Collect each line of the entries that holds the string "NotifyOutcome".

Source data:
================================

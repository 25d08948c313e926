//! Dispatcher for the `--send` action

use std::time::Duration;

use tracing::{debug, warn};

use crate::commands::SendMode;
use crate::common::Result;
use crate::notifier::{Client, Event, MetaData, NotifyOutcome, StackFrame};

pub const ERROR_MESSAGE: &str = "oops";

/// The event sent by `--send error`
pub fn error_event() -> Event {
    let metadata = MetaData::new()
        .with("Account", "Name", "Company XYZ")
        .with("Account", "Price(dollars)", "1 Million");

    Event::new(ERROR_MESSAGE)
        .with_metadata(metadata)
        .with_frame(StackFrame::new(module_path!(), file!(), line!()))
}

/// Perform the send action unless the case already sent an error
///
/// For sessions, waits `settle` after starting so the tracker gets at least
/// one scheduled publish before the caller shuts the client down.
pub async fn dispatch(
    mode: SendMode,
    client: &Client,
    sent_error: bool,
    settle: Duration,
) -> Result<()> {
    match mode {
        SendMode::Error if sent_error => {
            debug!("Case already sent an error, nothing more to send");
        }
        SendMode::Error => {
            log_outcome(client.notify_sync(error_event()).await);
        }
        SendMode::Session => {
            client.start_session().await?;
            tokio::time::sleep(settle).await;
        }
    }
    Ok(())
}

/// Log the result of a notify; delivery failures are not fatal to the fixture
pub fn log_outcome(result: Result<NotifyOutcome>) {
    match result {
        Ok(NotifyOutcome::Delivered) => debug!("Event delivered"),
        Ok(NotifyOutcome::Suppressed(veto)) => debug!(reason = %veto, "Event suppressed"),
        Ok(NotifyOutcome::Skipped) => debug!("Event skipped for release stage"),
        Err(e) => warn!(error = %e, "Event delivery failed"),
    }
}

================================

## Answer for the task
use crate::notifier::{Client, Event, MetaData, NotifyOutcome, StackFrame};
pub fn log_outcome(result: Result<NotifyOutcome>) {
        Ok(NotifyOutcome::Delivered) => debug!("Event delivered"),
        Ok(NotifyOutcome::Suppressed(veto)) => debug!(reason = %veto, "Event suppressed"),
        Ok(NotifyOutcome::Skipped) => debug!("Event skipped for release stage"),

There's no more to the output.